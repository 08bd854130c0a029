//! Pointer dragging.
//!
//! One tag at a time follows the pointer. Pressing on a tag (its word or its
//! delete button) makes it the drag target; moves anywhere over the widget
//! reposition it; releasing anywhere ends the drag. Pressing on another tag
//! mid-drag simply retargets, leaving the previous tag where it was.
//!
//! A press and release on the same delete button is a click and removes
//! that tag.

use crate::input::InputEvent;
use crate::mutation::TagMutation;
use wg_core::{Position, TagId};
use wg_render::Hit;

/// Which tag, if any, is bound to pointer movement.
#[derive(Debug, Clone, Copy, PartialEq, Eq, Default)]
pub enum DragState {
    #[default]
    Idle,
    Dragging(TagId),
}

impl DragState {
    pub fn target(&self) -> Option<TagId> {
        match self {
            DragState::Idle => None,
            DragState::Dragging(id) => Some(*id),
        }
    }

    pub fn is_dragging(&self) -> bool {
        matches!(self, DragState::Dragging(_))
    }
}

pub struct DragTool {
    state: DragState,
    /// Pointer-to-corner offset kept while dragging.
    anchor: Position,
    /// Delete button pressed by the current gesture, awaiting release.
    pressed_delete: Option<TagId>,
}

impl DragTool {
    pub fn new(anchor: Position) -> Self {
        Self {
            state: DragState::Idle,
            anchor,
            pressed_delete: None,
        }
    }

    pub fn state(&self) -> DragState {
        self.state
    }

    pub fn begin(&mut self, id: TagId) {
        if let DragState::Dragging(prev) = self.state
            && prev != id
        {
            log::debug!("drag retargeted from {prev} to {id}");
        }
        self.state = DragState::Dragging(id);
    }

    /// Position update for the current target, if any.
    pub fn update(&self, x: f32, y: f32) -> Option<TagMutation> {
        let id = self.state.target()?;
        let position = Position::new(x, y).offset_by(self.anchor);
        log::trace!("drag {id} to ({}, {})", position.x, position.y);
        Some(TagMutation::MoveTag { id, position })
    }

    /// Back to idle. Returns whether a drag was in progress.
    pub fn end(&mut self) -> bool {
        let was_dragging = self.state.is_dragging();
        self.state = DragState::Idle;
        was_dragging
    }

    /// Translate a pointer event into board mutations.
    pub fn handle(&mut self, event: &InputEvent, hit: Option<Hit>) -> Vec<TagMutation> {
        match event {
            InputEvent::PointerDown { .. } => {
                self.pressed_delete = match hit {
                    Some(Hit::Delete(id)) => Some(id),
                    _ => None,
                };
                if let Some(hit) = hit {
                    self.begin(hit.id());
                }
                vec![]
            }
            InputEvent::PointerMove { x, y } => self.update(*x, *y).into_iter().collect(),
            InputEvent::PointerUp { .. } => {
                self.end();
                match (self.pressed_delete.take(), hit) {
                    (Some(pressed), Some(Hit::Delete(released))) if pressed == released => {
                        vec![TagMutation::RemoveTag { id: pressed }]
                    }
                    _ => vec![],
                }
            }
            InputEvent::Key { .. } => vec![],
        }
    }
}
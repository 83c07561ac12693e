//! User operations over the record store.
//!
//! Username-addressed operations scan the table for the username first, then
//! act on the key of the first match. Neither the uniqueness check of
//! [`UserRepository::create`] nor these lookups are atomic with the write that
//! follows.

use std::sync::Arc;

use axum::extract::FromRef;
use serde_json::{Map, Value};

use crate::AppState;
use crate::clock::Clock;
use crate::database::{Filter, Store};
use crate::error::{Result, ServerError};
use crate::user::{User, UserChanges};

/// Caller-supplied user attributes.
#[derive(Clone, Debug, PartialEq)]
pub struct Profile {
    pub full_name: String,
    pub email: String,
    pub nationality: String,
}

#[derive(Clone)]
pub struct UserRepository {
    store: Arc<dyn Store>,
    clock: Arc<dyn Clock>,
}

impl FromRef<AppState> for UserRepository {
    fn from_ref(state: &AppState) -> UserRepository {
        UserRepository::new(Arc::clone(&state.db.store), Arc::clone(&state.clock))
    }
}

impl UserRepository {
    /// Create a new [`UserRepository`].
    pub fn new(store: Arc<dyn Store>, clock: Arc<dyn Clock>) -> Self {
        Self { store, clock }
    }

    /// Insert a new user, rejecting taken usernames and emails.
    pub async fn create(&self, username: &str, profile: Profile) -> Result<User> {
        let taken = Filter::Any(vec![
            Filter::eq("username", username),
            Filter::eq("email", profile.email.as_str()),
        ]);
        if !self.store.scan(Some(&taken)).await?.is_empty() {
            return Err(ServerError::Conflict);
        }

        let user = User::builder()
            .username(username)
            .email(profile.email)
            .full_name(profile.full_name)
            .nationality(profile.nationality)
            .build(self.clock.now());
        self.store.put(&user).await?;

        tracing::info!(user_id = %user.id, username = %user.username, "user created");
        Ok(user)
    }

    /// Replace `full_name`, `email` and `nationality` of a user.
    pub async fn update(&self, username: &str, profile: Profile) -> Result<()> {
        let user = self.find_by_username(username).await?;

        let owners = self
            .store
            .scan(Some(&Filter::eq("email", profile.email.as_str())))
            .await?;
        if owners.iter().any(|owner| owner.id != user.id) {
            return Err(ServerError::Conflict);
        }

        let changes = UserChanges {
            full_name: Some(profile.full_name),
            email: Some(profile.email),
            nationality: Some(profile.nationality),
            ..UserChanges::at(self.clock.now())
        };
        self.apply(&user.id, &changes).await?;

        tracing::info!(user_id = %user.id, %username, "user updated");
        Ok(())
    }

    /// Mark a user as inactive.
    pub async fn deactivate(&self, username: &str) -> Result<()> {
        let user = self.find_by_username(username).await?;

        let changes = UserChanges {
            is_active: Some(false),
            ..UserChanges::at(self.clock.now())
        };
        self.apply(&user.id, &changes).await?;

        tracing::info!(user_id = %user.id, %username, "user deactivated");
        Ok(())
    }

    /// List users, optionally filtered and projected on `fields`.
    ///
    /// Requested fields a record does not have are omitted.
    pub async fn list(
        &self,
        filter: Option<&Filter>,
        fields: Option<&[String]>,
    ) -> Result<Vec<Map<String, Value>>> {
        let users = self.store.scan(filter).await?;

        let mut items = Vec::with_capacity(users.len());
        for user in users {
            let Value::Object(item) = serde_json::to_value(user)
                .map_err(crate::database::StoreError::from)?
            else {
                continue;
            };

            items.push(match fields {
                Some(fields) => fields
                    .iter()
                    .filter_map(|field| {
                        item.get(field).map(|value| (field.clone(), value.clone()))
                    })
                    .collect(),
                None => item,
            });
        }

        Ok(items)
    }

    /// Delete the user owning `username`.
    pub async fn delete_by_username(&self, username: &str) -> Result<()> {
        let user = self.find_by_username(username).await?;
        self.delete_by_id(&user.id).await
    }

    /// Delete a user by key.
    pub async fn delete_by_id(&self, id: &str) -> Result<()> {
        if !self.store.delete(id).await? {
            return Err(ServerError::UserNotFound);
        }

        tracing::info!(user_id = %id, "user deleted");
        Ok(())
    }

    /// First user whose `username` matches.
    pub async fn find_by_username(&self, username: &str) -> Result<User> {
        self.store
            .scan(Some(&Filter::eq("username", username)))
            .await?
            .into_iter()
            .next()
            .ok_or(ServerError::UserNotFound)
    }

    async fn apply(&self, id: &str, changes: &UserChanges) -> Result<()> {
        // Deleted between the scan and the update.
        if !self.store.update(id, changes).await? {
            return Err(ServerError::UserNotFound);
        }
        Ok(())
    }
}

#[cfg(test)]
mod tests {
    use chrono::{DateTime, Utc};

    use super::*;
    use crate::clock::TickingClock;
    use crate::database::memory::MemoryStore;

    fn repository() -> UserRepository {
        let start = "2024-05-01T10:00:00Z".parse::<DateTime<Utc>>().unwrap();
        UserRepository::new(
            Arc::new(MemoryStore::default()),
            Arc::new(TickingClock::new(start)),
        )
    }

    fn profile(email: &str) -> Profile {
        Profile {
            full_name: "John Doe".into(),
            email: email.into(),
            nationality: "Testland".into(),
        }
    }

    #[tokio::test]
    async fn test_create_rejects_duplicates() {
        let users = repository();
        users.create("john", profile("john@example.com")).await.unwrap();

        assert!(matches!(
            users.create("john", profile("other@example.com")).await,
            Err(ServerError::Conflict)
        ));
        assert!(matches!(
            users.create("other", profile("john@example.com")).await,
            Err(ServerError::Conflict)
        ));
    }

    #[tokio::test]
    async fn test_update_replaces_profile() {
        let users = repository();
        let created = users.create("john", profile("john@example.com")).await.unwrap();

        let new_profile = Profile {
            full_name: "Johnny Doe".into(),
            email: "johnny@example.com".into(),
            nationality: "Elsewhere".into(),
        };
        users.update("john", new_profile.clone()).await.unwrap();

        let updated = users.find_by_username("john").await.unwrap();
        assert_eq!(updated.id, created.id);
        assert_eq!(updated.full_name, new_profile.full_name);
        assert_eq!(updated.email, new_profile.email);
        assert_eq!(updated.nationality, new_profile.nationality);
        assert_eq!(updated.created_at, created.created_at);
        assert!(updated.modified_at > created.modified_at);
    }

    #[tokio::test]
    async fn test_update_keeps_email_unique() {
        let users = repository();
        users.create("john", profile("john@example.com")).await.unwrap();
        users.create("jane", profile("jane@example.com")).await.unwrap();

        assert!(matches!(
            users.update("jane", profile("john@example.com")).await,
            Err(ServerError::Conflict)
        ));
        // Keeping its own email is fine.
        users.update("jane", profile("jane@example.com")).await.unwrap();
    }

    #[tokio::test]
    async fn test_deactivate() {
        let users = repository();
        users.create("john", profile("john@example.com")).await.unwrap();
        users.deactivate("john").await.unwrap();

        let john = users.find_by_username("john").await.unwrap();
        assert!(!john.is_active);
        assert!(john.modified_at > john.created_at);

        assert!(matches!(
            users.deactivate("ghost").await,
            Err(ServerError::UserNotFound)
        ));
    }

    #[tokio::test]
    async fn test_list_projects_fields() {
        let users = repository();
        users.create("john", profile("john@example.com")).await.unwrap();
        users.create("jane", profile("jane@example.com")).await.unwrap();

        let fields = vec!["username".to_owned(), "unknown".to_owned()];
        let items = users
            .list(Some(&Filter::eq("username", "jane")), Some(fields.as_slice()))
            .await
            .unwrap();

        assert_eq!(items.len(), 1);
        assert_eq!(items[0].len(), 1);
        assert_eq!(items[0]["username"], "jane");
    }

    #[tokio::test]
    async fn test_delete() {
        let users = repository();
        let john = users.create("john", profile("john@example.com")).await.unwrap();
        users.create("jane", profile("jane@example.com")).await.unwrap();

        users.delete_by_username("jane").await.unwrap();
        assert!(matches!(
            users.delete_by_username("jane").await,
            Err(ServerError::UserNotFound)
        ));

        users.delete_by_id(&john.id).await.unwrap();
        assert!(matches!(
            users.delete_by_id(&john.id).await,
            Err(ServerError::UserNotFound)
        ));

        assert!(users.list(None, None).await.unwrap().is_empty());
    }
}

**EXERCISE PROMPT**
The answer should be all lines from the entries above that hold the word "updated".

**RESULT**
        tracing::info!(user_id = %user.id, %username, "user updated");
        let updated = users.find_by_username("john").await.unwrap();
        assert_eq!(updated.id, created.id);
        assert_eq!(updated.full_name, new_profile.full_name);
        assert_eq!(updated.email, new_profile.email);
        assert_eq!(updated.nationality, new_profile.nationality);
        assert_eq!(updated.created_at, created.created_at);
        assert!(updated.modified_at > created.modified_at);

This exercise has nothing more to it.